Sure. But say you have 200 points. Even with your analysis, you're paying $280/year for an option that most years expires worthless, and that in the years you use it allows you to forgo the 30-60 minutes of work it might require to rent out your points (assuming you use a broker; if you do it yourself it's much more work).

The years you stay at DVC resorts, which you will be most years, that $280 bought you exactly nothing. In the years you convert the points to a non-DVC hotel room, you pay not only the $280 extra for the points for that year (and the $280 for every year you didn't use your option), but also the difference in price between the cash value of the room and what you could get for the points via renting.

Basically it's like buying overpriced insurance. Say you didn't buy direct. What's the worst that could happen if you can't do a DVC stay and you're worried your points are going to expire? If you know about renting, you might have to actually rent your points, which could be a hassle. If you don't know about renting, your points might expire, losing you the entire value of those points for that year. In a situation where your points expire because you couldn't or didn't want to stay at a DVC resort, what are the chances that you have the desire to stay in some other Disney hotel or want to take a cruise (and can get a booking)?

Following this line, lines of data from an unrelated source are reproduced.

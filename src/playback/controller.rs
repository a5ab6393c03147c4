use std::sync::{Arc, Mutex, MutexGuard};
use std::time::Duration;

use rand::Rng;
use tracing::{debug, info, warn};

use crate::audio::{AudioEngine, EngineStatus, SampleLoader};
use crate::error::PlaybackError;
use crate::library::{LibraryIndex, Track};
use crate::visualizer::{SharedVisuals, VisualizerTask};

use super::state::{PlayState, PlaybackSnapshot};

#[derive(Default)]
struct Inner {
    snapshot: PlaybackSnapshot,
    visualizer: Option<VisualizerTask>,
}

/// The one place playback state lives. Request handlers share it through an
/// `Arc` and every operation answers with the message shown to the user.
pub struct PlaybackController {
    engine: Arc<dyn AudioEngine>,
    library: Arc<LibraryIndex>,
    loader: Arc<dyn SampleLoader>,
    visuals: SharedVisuals,
    tick: Duration,
    inner: Mutex<Inner>,
}

impl PlaybackController {
    pub fn new(
        engine: Arc<dyn AudioEngine>,
        library: Arc<LibraryIndex>,
        loader: Arc<dyn SampleLoader>,
        visuals: SharedVisuals,
        tick: Duration,
    ) -> Self {
        Self {
            engine,
            library,
            loader,
            visuals,
            tick,
            inner: Mutex::new(Inner::default()),
        }
    }

    fn lock(&self) -> MutexGuard<'_, Inner> {
        self.inner.lock().unwrap_or_else(|e| e.into_inner())
    }

    /// Cancel the visualizer, zero the bars and blank the panel.
    fn quiesce(&self, inner: &mut Inner) {
        if let Some(task) = inner.visualizer.take() {
            task.cancel();
        }
        self.visuals
            .lock()
            .unwrap_or_else(|e| e.into_inner())
            .reset();
    }

    /// Start `file_name` if the library has it, otherwise a random track.
    pub fn play(&self, file_name: Option<&str>) -> String {
        match self.try_play(file_name) {
            Ok(track) => format!("Playing: {}", track.stem()),
            Err(e) => {
                warn!("{e}");
                e.to_string()
            }
        }
    }

    fn try_play(&self, file_name: Option<&str>) -> Result<Track, PlaybackError> {
        let mut inner = self.lock();

        self.engine.stop();
        self.quiesce(&mut inner);
        inner.snapshot.state = PlayState::Stopped;
        inner.snapshot.current = None;

        let tracks = self.library.tracks();
        if tracks.is_empty() {
            return Err(PlaybackError::NoTracks(self.library.dir().to_path_buf()));
        }

        let index = file_name
            .and_then(|name| tracks.iter().position(|t| t.file_name == name))
            .unwrap_or_else(|| {
                if let Some(name) = file_name {
                    debug!("{name} is not in the library, picking at random");
                }
                rand::rng().random_range(0..tracks.len())
            });
        let track = tracks[index].clone();

        self.engine
            .play(&track.path)
            .map_err(|source| PlaybackError::Load {
                name: track.file_name.clone(),
                source,
            })?;

        inner.visualizer = Some(VisualizerTask::spawn(
            track.path.clone(),
            self.tick,
            self.loader.clone(),
            self.engine.clone(),
            self.visuals.clone(),
        ));
        inner.snapshot = PlaybackSnapshot {
            state: PlayState::Playing,
            current: Some(track.clone()),
            position: index,
        };
        info!("playing {}", track.file_name);
        Ok(track)
    }

    pub fn pause(&self) -> String {
        let mut inner = self.lock();
        if inner.snapshot.state == PlayState::Playing
            && self.engine.status() == EngineStatus::Playing
        {
            self.engine.pause();
            inner.snapshot.state = PlayState::Paused;
            "Paused music.".to_string()
        } else {
            "Nothing playing.".to_string()
        }
    }

    pub fn resume(&self) -> String {
        let mut inner = self.lock();
        if inner.snapshot.state == PlayState::Paused {
            self.engine.resume();
            inner.snapshot.state = PlayState::Playing;
            "Resumed music.".to_string()
        } else {
            "Nothing to resume.".to_string()
        }
    }

    pub fn stop(&self) -> String {
        let mut inner = self.lock();
        self.engine.stop();
        self.quiesce(&mut inner);
        inner.snapshot.state = PlayState::Stopped;
        inner.snapshot.current = None;
        "Stopped music.".to_string()
    }

    pub fn next(&self) -> String {
        self.step(|position, len| (position + 1) % len)
    }

    pub fn previous(&self) -> String {
        self.step(|position, len| (position + len - 1) % len)
    }

    fn step(&self, advance: impl FnOnce(usize, usize) -> usize) -> String {
        let tracks = self.library.tracks();
        if tracks.is_empty() {
            return "No songs found.".to_string();
        }
        let position = self.lock().snapshot.position.min(tracks.len() - 1);
        let target = tracks[advance(position, tracks.len())].file_name.clone();
        self.play(Some(&target))
    }

    pub fn status(&self) -> String {
        let mut inner = self.lock();
        if inner.snapshot.state == PlayState::Playing && self.engine.status() == EngineStatus::Idle
        {
            debug!("track finished");
            inner.snapshot.state = PlayState::Stopped;
            inner.snapshot.current = None;
        }

        match (&inner.snapshot.state, &inner.snapshot.current) {
            (PlayState::Playing, Some(t)) => format!("Playing: {}", t.stem()),
            (PlayState::Paused, Some(t)) => format!("Paused: {}", t.stem()),
            _ => "Stopped.".to_string(),
        }
    }

    pub fn snapshot(&self) -> PlaybackSnapshot {
        self.lock().snapshot.clone()
    }

    pub fn bar_levels(&self) -> Vec<f32> {
        self.visuals
            .lock()
            .unwrap_or_else(|e| e.into_inner())
            .meter
            .levels()
            .to_vec()
    }
}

I mean, that's the most expensive, least useful trip insurance I've ever heard of.

Then on top of that, dividing by the number of years is not a good way to analyze a lump sum payment for a benefit that accrues over years. You need to essentially do an annuity calculation.

For the 200 point hypothetical, the $65/point difference is $13,000. If you use 5% interest as your time value of money (a very reasonable number), that's worth $720/year. In other words, you could put that $13,000 in a mutual fund that pays 5%, take $720 per year out of it, and the fund would run out in 46 years.

Let's say you're more pessimistic about the time value of money. You don't think you can get more than 3%. Then your $13,000 is worth $520/year.

You get the picture. Financially, buying direct does not work in your favor. Convenience-wise, you're getting a small benefit for a lot of money.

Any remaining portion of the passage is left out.